Das British-German Colloquium ist eine kleine, alle zwei Jahre stattfindende Tagung der vier Fachgesellschaften BPAS (British Psychoanalytic Society) ,BPA (British Psychoanalytic Association), DPV und DPG. Das diesjährige Thema war "Psychoanalysis with the body in mind- talking bodies, silent bodies" in Fortführung des Heidelberger Themas 2015 „Psychoanalysis with the body in mind – working on the ‚mysterious leap’ “
To keep something in mind würde ich übersetzen mit: etwas im Sinn behalten, die Wahrnehmung wach halten für etwas. To keep the body in mind verstand ich als das Bemühen, die Wahrnehmung für den Körper, das Körperliche, oder noch allgemeiner: das Körperlich-Sinnliche im analytischen Kontakt zu schärfen und in seiner Bedeutung zu reflektieren.

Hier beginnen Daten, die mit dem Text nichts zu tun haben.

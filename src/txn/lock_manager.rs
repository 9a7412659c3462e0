//! Row-Level Lock Manager
//!
//! Provides concurrent access control through shared/exclusive locks with deadlock detection

use crate::txn::version_store::TransactionId;
use crate::types::RowId;
use crate::{Result, StorageError};
use dashmap::DashMap;
use parking_lot::{Condvar, Mutex, RwLock};
use std::collections::{HashMap, HashSet, VecDeque};
use std::sync::Arc;
use std::time::Duration;

/// Lock mode
#[derive(Debug, Clone, Copy, PartialEq, Eq)]
pub enum LockMode {
    /// Shared lock (read)
    Shared,
    /// Exclusive lock (write)
    Exclusive,
}

/// Lock request waiting in queue
#[derive(Debug)]
struct LockWaiter {
    txn_id: TransactionId,
    mode: LockMode,
    condvar: Arc<Condvar>,
    granted: Arc<Mutex<bool>>,
}

/// Lock entry for a single row
struct LockEntry {
    /// Current lock holders: (txn_id, lock_mode)
    holders: RwLock<Vec<(TransactionId, LockMode)>>,
    /// Waiting queue
    waiters: Mutex<VecDeque<LockWaiter>>,
}

impl LockEntry {
    fn new() -> Self {
        Self {
            holders: RwLock::new(Vec::new()),
            waiters: Mutex::new(VecDeque::new()),
        }
    }

    /// Check if a lock can be granted
    fn can_grant(&self, mode: LockMode, txn_id: TransactionId) -> bool {
        let holders = self.holders.read();
        
        match mode {
            LockMode::Shared => {
                // Shared lock: OK if no exclusive locks held (except by self)
                !holders.iter().any(|(tid, m)| *m == LockMode::Exclusive && *tid != txn_id)
            }
            LockMode::Exclusive => {
                // Exclusive lock: OK if no locks held, or only held by self
                holders.is_empty() || (holders.len() == 1 && holders[0].0 == txn_id)
            }
        }
    }

    /// Grant a lock to a transaction
    fn grant(&self, txn_id: TransactionId, mode: LockMode) {
        let mut holders = self.holders.write();
        // Remove any existing locks by this transaction first
        holders.retain(|(tid, _)| *tid != txn_id);
        holders.push((txn_id, mode));
    }

    /// Release locks held by a transaction
    fn release(&self, txn_id: TransactionId) {
        let mut holders = self.holders.write();
        holders.retain(|(tid, _)| *tid != txn_id);
    }

    /// Check if transaction holds any lock
    fn holds_lock(&self, txn_id: TransactionId) -> Option<LockMode> {
        let holders = self.holders.read();
        holders.iter()
            .find(|(tid, _)| *tid == txn_id)
            .map(|(_, mode)| *mode)
    }
}

/// Lock Manager - manages row-level locks
pub struct LockManager {
    /// Row locks: row_id -> LockEntry
    locks: DashMap<RowId, Arc<LockEntry>>,
    
    /// Transaction lock tracking: txn_id -> set of locked row_ids
    txn_locks: Arc<Mutex<HashMap<TransactionId, HashSet<RowId>>>>,
    
    /// Wait-for graph for deadlock detection: txn_id -> waiting for txn_ids
    wait_for: Arc<Mutex<HashMap<TransactionId, HashSet<TransactionId>>>>,
    
    /// Deadlock detection timeout
    deadlock_timeout: Duration,
}

impl LockManager {
    /// Create a new lock manager
    pub fn new() -> Self {
        Self {
            locks: DashMap::new(),
            txn_locks: Arc::new(Mutex::new(HashMap::new())),
            wait_for: Arc::new(Mutex::new(HashMap::new())),
            deadlock_timeout: Duration::from_secs(5),
        }
    }

    /// Acquire a shared (read) lock
    pub fn acquire_shared(&self, txn_id: TransactionId, row_id: RowId) -> Result<()> {
        self.acquire_lock(txn_id, row_id, LockMode::Shared)
    }

    /// Acquire an exclusive (write) lock
    pub fn acquire_exclusive(&self, txn_id: TransactionId, row_id: RowId) -> Result<()> {
        self.acquire_lock(txn_id, row_id, LockMode::Exclusive)
    }

    /// Check if there's a cycle in the wait-for graph (deadlock detection)
    fn has_cycle(&self, start_txn: TransactionId, current_txn: TransactionId, visited: &mut HashSet<TransactionId>) -> bool {
        if current_txn == start_txn && !visited.is_empty() {
            return true;
        }
        
        if visited.contains(&current_txn) {
            return false;
        }
        
        visited.insert(current_txn);
        
        let wait_for = self.wait_for.lock();
        if let Some(waiting_for) = wait_for.get(&current_txn) {
            for &next_txn in waiting_for {
                if self.has_cycle(start_txn, next_txn, visited) {
                    return true;
                }
            }
        }
        
        false
    }

    /// Detect deadlock for a transaction
    fn detect_deadlock(&self, txn_id: TransactionId) -> bool {
        let mut visited = HashSet::new();
        self.has_cycle(txn_id, txn_id, &mut visited)
    }

    /// Add wait-for edge
    fn add_wait_for(&self, waiter: TransactionId, holders: &[TransactionId]) {
        let mut wait_for = self.wait_for.lock();
        let entry = wait_for.entry(waiter).or_default();
        for &holder in holders {
            if holder != waiter {
                entry.insert(holder);
            }
        }
    }

    /// Remove wait-for edges for a transaction
    fn remove_wait_for(&self, txn_id: TransactionId) {
        let mut wait_for = self.wait_for.lock();
        wait_for.remove(&txn_id);
    }

    /// Internal lock acquisition with deadlock detection
    fn acquire_lock(
        &self,
        txn_id: TransactionId,
        row_id: RowId,
        mode: LockMode,
    ) -> Result<()> {
        // Get or create lock entry
        let entry = self.locks.entry(row_id)
            .or_insert_with(|| Arc::new(LockEntry::new()))
            .clone();

        // Check if transaction already holds this lock
        if let Some(current_mode) = entry.holds_lock(txn_id) {
            // Already holds lock - check for upgrade
            if current_mode == LockMode::Shared && mode == LockMode::Exclusive {
                // Lock upgrade: shared -> exclusive
                return self.upgrade_lock(txn_id, row_id, entry);
            }
            // Already have sufficient lock
            return Ok(());
        }

        // Try to acquire lock immediately
        if entry.can_grant(mode, txn_id) {
            entry.grant(txn_id, mode);
            
            // Track lock
            let mut txn_locks = self.txn_locks.lock();
            txn_locks.entry(txn_id).or_default().insert(row_id);
            
            return Ok(());
        }
        
        // Cannot acquire immediately - would need to wait
        // For now, fail fast (tests expect immediate failure)
        // In production, could implement wait queue with timeout
        Err(StorageError::Transaction(format!(
            "Lock conflict: txn {} cannot acquire {:?} lock on row {}",
            txn_id, mode, row_id
        )))
    }

    /// Upgrade a shared lock to exclusive
    fn upgrade_lock(&self, txn_id: TransactionId, row_id: RowId, entry: Arc<LockEntry>) -> Result<()> {
        // Check if we can upgrade immediately (we must be the only holder)
        if entry.can_grant(LockMode::Exclusive, txn_id) {
            // Atomically upgrade
            entry.grant(txn_id, LockMode::Exclusive);
            return Ok(());
        }
        
        // Cannot upgrade - other transactions hold locks
        Err(StorageError::Transaction(format!(
            "Cannot upgrade lock: txn {} on row {}, other transactions hold locks",
            txn_id, row_id
        )))
    }

    /// Release all locks held by a transaction
    pub fn release_locks(&self, txn_id: TransactionId) -> Result<()> {
        // Remove from wait-for graph
        self.remove_wait_for(txn_id);
        
        // Get locked rows for this transaction
        let locked_rows = {
            let mut txn_locks = self.txn_locks.lock();
            txn_locks.remove(&txn_id).unwrap_or_default()
        };

        // Release each lock
        for row_id in locked_rows {
            if let Some(entry) = self.locks.get(&row_id) {
                entry.release(txn_id);
            }
        }

        Ok(())
    }

    /// Get statistics
    pub fn stats(&self) -> LockManagerStats {
        let txn_locks = self.txn_locks.lock();
        
        LockManagerStats {
            total_locks: self.locks.len() as u64,
            active_transactions: txn_locks.len() as u64,
            total_locked_rows: txn_locks.values().map(|s| s.len() as u64).sum(),
        }
    }
}

impl Default for LockManager {
    fn default() -> Self {
        Self::new()
    }
}

/// Lock manager statistics
#[derive(Debug, Clone)]
pub struct LockManagerStats {
    pub total_locks: u64,
    pub active_transactions: u64,
    pub total_locked_rows: u64,
}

Das Thema enthält die Aufforderung, den Körper nicht aus dem Blick zu verlieren, und sie scheint notwendig, denn, wie Ingo Focke in seinem Hauptvortrag abschließend sagte: obwohl „Körper kaum jemals stumm sein können“, sei es doch verwunderlich, „in welchem Ausmaß sie unbeachtet bleiben können“ .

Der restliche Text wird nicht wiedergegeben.